I recently signed up to do 23andMe. This is a service that sequences your DNA and provides in-depth analyses of various traits and risk factors as well as a detailed analysis of your family history and origins.
They offer two options: a cheaper $100 Ancestry Service which just shows you where you’re from, or the more expensive $200 Health + Ancestry Service which also gives you access to your entire genome and the details of all your genes and what they mean.
I chose the latter, and soon thereafter received my specimen container. A test tube came in the mail for me to spit in and send back. It took about 6 or 7 weeks to get my results.
I was not surprised to learn that I am 99.8% European, as I have done lots of genealogy work to learn about my family’s history. I WAS surprised to learn that one of my fifth or sixth-grandparents on my mom’s side was 100% African. It was even able to determine that they were likely born between 1720 and 1840 based on the genes I got from them. This is definitely not reflected by the family tree! Somebody had a secret 😉
CCR5: HIV immunity
I was very interested to see my CCR5 gene expression. I was hoping to have homozygous CCR5-Δ32. This would mean I received the Δ32 gene mutation from both parents, and am completely immune to HIV. Based on my haplogroups, I have a high relative probability of having this gene. Unfortunately, I am only heterozygous for CCR5-Δ32. This means one parent, in this case my dad based on his haplogroups, gave me the gene, but my mom did not. Having heterozygous CCR5-Δ32 means that my cells have less than 50% of the normal functioning chemokines. These are a structure which some viruses like HIV or the common cold use to get into cells. So I am far less likely to get HIV than someone without any CCR5-Δ32 genes, but far more likely than someone with two. It’s not the news I was hoping for, but still a plus. I will have to keep taking PrEP, but I will rest easier knowing that the PrEP has backup.

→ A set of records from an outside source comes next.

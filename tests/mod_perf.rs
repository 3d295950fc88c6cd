use std::time::Duration;
use visioncache::perf::{MAX_SAMPLES, Operation, PerformanceMonitor};

#[test]
fn default_capacity_is_bounded() {
    let m = PerformanceMonitor::new();
    for i in 0..(MAX_SAMPLES as u64 + 25) {
        m.record(Operation::Classification, Duration::from_millis(1), i);
    }
    assert_eq!(m.len(), MAX_SAMPLES);
    assert_eq!(m.samples()[0].file_size, 25);
}

#[test]
fn metrics_serialize_per_operation() {
    let m = PerformanceMonitor::new();
    m.record(Operation::Optimization, Duration::from_millis(500), 2_000_000);
    m.record(Operation::Optimization, Duration::from_millis(1500), 2_000_000);
    let metrics = m.metrics();
    assert_eq!(metrics.optimization.samples, 2);
    assert!((metrics.optimization.average_ms - 1000.0).abs() < 1e-6);
    assert!((metrics.optimization.throughput_bytes_per_sec - 2_000_000.0).abs() < 1e-3);
    assert_eq!(metrics.classification.samples, 0);

    let v = serde_json::to_value(metrics).unwrap();
    assert_eq!(v["optimization"]["total_bytes"], 4_000_000);

    m.clear();
    assert!(m.is_empty());
}

#[tokio::test]
async fn timing_guard_measures_elapsed() {
    let m = PerformanceMonitor::new();
    let t = m.start_timing(Operation::Optimization);
    tokio::time::sleep(Duration::from_millis(20)).await;
    let d = t.stop(10);
    assert!(d >= Duration::from_millis(20));
    assert!(m.average_time(Operation::Optimization) >= Duration::from_millis(20));
}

I was also interested to see my GJB2 expression. This is the gene linked to genetic deafness. My family is very active in deaf culture and the deaf community. My genotype was G:G which is described as having “unclear significance with regard to deafness.” It is at least not the genotype we know will cause problems.
They accurately determined my weight and height based on my age as well as my hair and eye color. They also gave me lots of suggestions. For example, I am more likely to gain weight if I eat saturated fats, compared to the average person. And I am not genetically predisposed to lactose intolerance, meaning my current lactose intolerance is likely due to a lack of bacterial cultures as a result of rarely eating lactose. Luckily, there were no scary red flags like cancer risks or any other serious diseases I am predisposed to.
This was very interesting, and I think I will probably try some of the competing products to compare my results and see if they have any deeper insights.
I highly recommend 23andMe to anyone curious about their heritage or their genetic predispositions! And please tell me how it goes for you!